5. Policy Board Model
John Carver, author of “Boards that Make a Difference,” developed the Policy Board Model, which quickly became a staple platform for nonprofits. The board gives a high level of trust and confidence over to the CEO. The board has regular meetings with the CEO to get updates on the organization’s activities. Under this model, there are few standing committees. Board members should have a demonstrated commitment to the organization and be willing to grow in the knowledge and abilities regarding the organization.
Many nonprofit organizations will adopt one main model, such as Carver’s Policy Board Model, and add one or more boards to round out the needs of the organization. For example, a health organization may form an advisory board to advise them and a charity board to work on fundraising. Religious organizations operate under different rules than other non-profits. Churches, faith missions, and other religious organizations may add a religious board, so that they may be better stewards of their organization’s assets.
Corporate Governance Models
Adopting an appropriate governance model is only one step in setting the stage for good governance. Organizations need to establish guiding principles and policies for the organization, delegate responsibility and authority to individuals for enacting principles and policies, and to identify a path for accountability.

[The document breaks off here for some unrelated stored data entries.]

//! Survey log records and their aggregation into samples
//!
//! A survey is a list of [`SurveyLog`] rows: one per network seen per
//! position the user stood at. Heatmaps need one value per position, so
//! [`aggregate_samples`] groups rows by exact coordinate and folds each
//! group into a [`SignalSample`] (mean, min, max, count).
//!
//! [`MemorySurveyStore`] is an in-process [`SampleSource`] over a log list.
//! It backs tests and tools that do not need real persistence.

use alloc::collections::{BTreeMap, BTreeSet};
use alloc::string::String;
use alloc::vec::Vec;
use core::convert::Infallible;

#[cfg(feature = "serde")]
use serde::{Deserialize, Serialize};

use crate::heatmap::{SampleFilter, SampleSource};
use crate::sample::SignalSample;
use crate::signal::RawNetworkObservation;
use crate::time::Timestamp;

/// One network seen at one surveyed position
#[derive(Debug, Clone, PartialEq)]
#[cfg_attr(feature = "serde", derive(Serialize, Deserialize))]
pub struct SurveyLog {
    /// Horizontal position, percent of floor-plan width
    pub x: f64,
    /// Vertical position, percent of floor-plan height
    pub y: f64,
    /// When the scan was taken
    pub timestamp: Timestamp,
    /// Network name
    pub ssid: String,
    /// Access point MAC
    pub bssid: String,
    /// Received strength in dBm
    pub rssi: i32,
    /// Channel centre frequency in MHz
    pub frequency_mhz: u32,
}

impl SurveyLog {
    /// Record `observation` as seen at `position`
    pub fn from_observation(
        position: (f64, f64),
        timestamp: Timestamp,
        observation: &RawNetworkObservation,
    ) -> Self {
        Self {
            x: position.0,
            y: position.1,
            timestamp,
            ssid: observation.ssid.clone(),
            bssid: observation.bssid.clone(),
            rssi: observation.rssi,
            frequency_mhz: observation.frequency_mhz,
        }
    }
}

/// Record a whole scan result at one position
pub fn logs_from_observations(
    position: (f64, f64),
    timestamp: Timestamp,
    observations: &[RawNetworkObservation],
) -> Vec<SurveyLog> {
    observations
        .iter()
        .map(|obs| SurveyLog::from_observation(position, timestamp, obs))
        .collect()
}

#[derive(Default)]
struct Accumulator {
    sum: i64,
    min: i32,
    max: i32,
    count: u32,
}

impl Accumulator {
    fn push(&mut self, rssi: i32) {
        if self.count == 0 {
            self.min = rssi;
            self.max = rssi;
        } else {
            self.min = self.min.min(rssi);
            self.max = self.max.max(rssi);
        }
        self.sum += i64::from(rssi);
        self.count += 1;
    }
}

/// Ordering key for a position; `+ 0.0` folds `-0.0` into `0.0`
fn position_key(x: f64, y: f64) -> (u64, u64) {
    ((x + 0.0).to_bits(), (y + 0.0).to_bits())
}

/// Group logs matching `filter` by position and fold each group
///
/// Output is ordered by `x`, then `y`. Logs with a position outside
/// `[0, 100]` are skipped.
pub fn aggregate_samples<'a, I>(logs: I, filter: &SampleFilter) -> Vec<SignalSample>
where
    I: IntoIterator<Item = &'a SurveyLog>,
{
    let mut groups: BTreeMap<(u64, u64), (f64, f64, Accumulator)> = BTreeMap::new();

    for log in logs {
        if !filter.matches(&log.ssid, log.frequency_mhz) {
            continue;
        }
        let entry = groups
            .entry(position_key(log.x, log.y))
            .or_insert_with(|| (log.x + 0.0, log.y + 0.0, Accumulator::default()));
        entry.2.push(log.rssi);
    }

    groups
        .into_values()
        .filter_map(|(x, y, acc)| {
            let avg = acc.sum as f64 / f64::from(acc.count);
            match SignalSample::new(x, y, avg, acc.min, acc.max, acc.count) {
                Ok(sample) => Some(sample),
                Err(_e) => {
                    log_warn!("survey: dropping group at ({}, {}): {}", x, y, _e);
                    None
                }
            }
        })
        .collect()
}

/// In-memory survey log list
#[derive(Debug, Clone, Default)]
pub struct MemorySurveyStore {
    logs: Vec<SurveyLog>,
}

impl MemorySurveyStore {
    /// Empty store
    pub fn new() -> Self {
        Self::default()
    }

    /// Append one log
    pub fn push(&mut self, log: SurveyLog) {
        self.logs.push(log);
    }

    /// Number of stored logs
    pub fn len(&self) -> usize {
        self.logs.len()
    }

    /// Whether nothing has been recorded
    pub fn is_empty(&self) -> bool {
        self.logs.is_empty()
    }

    /// Stored logs in insertion order
    pub fn logs(&self) -> &[SurveyLog] {
        &self.logs
    }

    /// Forget everything
    pub fn clear(&mut self) {
        self.logs.clear();
    }
}

impl Extend<SurveyLog> for MemorySurveyStore {
    fn extend<T: IntoIterator<Item = SurveyLog>>(&mut self, iter: T) {
        self.logs.extend(iter);
    }
}

impl FromIterator<SurveyLog> for MemorySurveyStore {
    fn from_iter<T: IntoIterator<Item = SurveyLog>>(iter: T) -> Self {
        Self {
            logs: iter.into_iter().collect(),
        }
    }
}

impl SampleSource for MemorySurveyStore {
    type Error = Infallible;

    fn heatmap_samples(&self, filter: &SampleFilter) -> Result<Vec<SignalSample>, Self::Error> {
        Ok(aggregate_samples(&self.logs, filter))
    }

    fn distinct_ssids(&self) -> Result<Vec<String>, Self::Error> {
        let set: BTreeSet<&str> = self.logs.iter().map(|log| log.ssid.as_str()).collect();
        Ok(set.into_iter().map(String::from).collect())
    }
}

#[cfg(test)]
mod tests {
    use super::*;
    use crate::signal::FrequencyBand;

    fn log(x: f64, y: f64, ssid: &str, rssi: i32, freq: u32) -> SurveyLog {
        let obs = RawNetworkObservation::new(ssid, "00:11:22:33:44:55", rssi, freq, "");
        SurveyLog::from_observation((x, y), 0, &obs)
    }

    #[test]
    fn groups_by_position() {
        let logs = [
            log(10.0, 20.0, "a", -50, 2412),
            log(10.0, 20.0, "a", -60, 2412),
            log(10.0, 20.0, "b", -71, 2437),
            log(5.0, 90.0, "a", -80, 2412),
        ];
        let samples = aggregate_samples(&logs, &SampleFilter::all());

        assert_eq!(samples.len(), 2);
        assert_eq!((samples[0].x(), samples[0].y()), (5.0, 90.0));

        let s = &samples[1];
        assert_eq!(s.sample_count(), 3);
        assert_eq!(s.min_rssi(), -71);
        assert_eq!(s.max_rssi(), -50);
        assert!((s.avg_rssi() - (-181.0 / 3.0)).abs() < 1e-9);
    }

    #[test]
    fn filter_applies_before_grouping() {
        let logs = [
            log(10.0, 20.0, "a", -50, 2412),
            log(10.0, 20.0, "a", -40, 5180),
            log(30.0, 30.0, "b", -70, 5180),
        ];

        let five = aggregate_samples(&logs, &SampleFilter::all().with_band(FrequencyBand::Band5GHz));
        assert_eq!(five.len(), 2);
        assert_eq!(five[0].avg_rssi(), -40.0);

        let only_a = aggregate_samples(&logs, &SampleFilter::all().with_ssid("a"));
        assert_eq!(only_a.len(), 1);
        assert_eq!(only_a[0].avg_rssi(), -45.0);
    }

    #[test]
    fn negative_zero_shares_a_group() {
        let logs = [log(0.0, 50.0, "a", -50, 2412), log(-0.0, 50.0, "a", -70, 2412)];
        let samples = aggregate_samples(&logs, &SampleFilter::all());
        assert_eq!(samples.len(), 1);
        assert_eq!(samples[0].sample_count(), 2);
    }

    #[test]
    fn out_of_range_positions_are_dropped() {
        let logs = [log(150.0, 50.0, "a", -50, 2412), log(50.0, 50.0, "a", -60, 2412)];
        let samples = aggregate_samples(&logs, &SampleFilter::all());
        assert_eq!(samples.len(), 1);
        assert_eq!(samples[0].x(), 50.0);
    }

    #[test]
    fn store_lists_sorted_unique_ssids() {
        let store: MemorySurveyStore = [
            log(1.0, 1.0, "zeta", -50, 2412),
            log(2.0, 2.0, "alpha", -50, 2412),
            log(3.0, 3.0, "zeta", -50, 2412),
        ]
        .into_iter()
        .collect();

        assert_eq!(store.len(), 3);
        assert_eq!(store.distinct_ssids().unwrap(), ["alpha", "zeta"]);
    }
}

There are five notable corporate governance models in today’s business establishments:
1. Traditional Model
The Traditional Model is the oldest model for corporate governance. It’s a bit outdated by today’s standards, but it includes a useful template that continues to be used for establishing articles of incorporation. The Traditional Model gives legal responsibility to the collective board and the board speaks as one voice on all matters. The model identifies the structures, but the board outlines the processes as stated in the bylaws.
2. Carver Board Governance Model
As noted in the section on nonprofit models, the Carver Model works for nonprofit and for-profit organizations. The Carver Model places its focus on the “ends” of the organization’s purpose. This means the organization actively works towards what it needs to achieve or what it needs to do to put itself out of business. Within defined limits, the board gives the CEO the bulk of the responsibility for using the means to get to the ends.
3. Cortex Board Governance Model
The Cortex Model is a model that focuses on the value that the organization brings to the community. The board defines the standards, expectations, and performance outcomes according to the aspiration of the organization. Clarifying and setting outcomes to achieve success become the primary duties of the board under this model.
4. Consensus Board Governance Model
The Consensus, or Process Model, is a form of the Cooperative Model that nonprofit organizations use. It gives all board members an equal vote, equal responsibility, and equal liability. The Consensus Model is appropriate for corporations without major shareholders.
5. Competency Board Governance Model
A corporate board that is interested in developing the knowledge and skills of the board members will benefit from the Competency Model, a model that focuses on communication, trust, and relationships to improve overall board performance. The organization’s bylaws do the work of outlining practices and strategies.
While many board governance models can be used for either nonprofit or for-profit entities, depending upon the needs of the organization, certain types of models may be amenable to nonprofit organizations, while other models are more amenable to for-profit organizations. It’s common for boards to adopt a combination of board governance models that cater to the features of the organization and the composition of the board.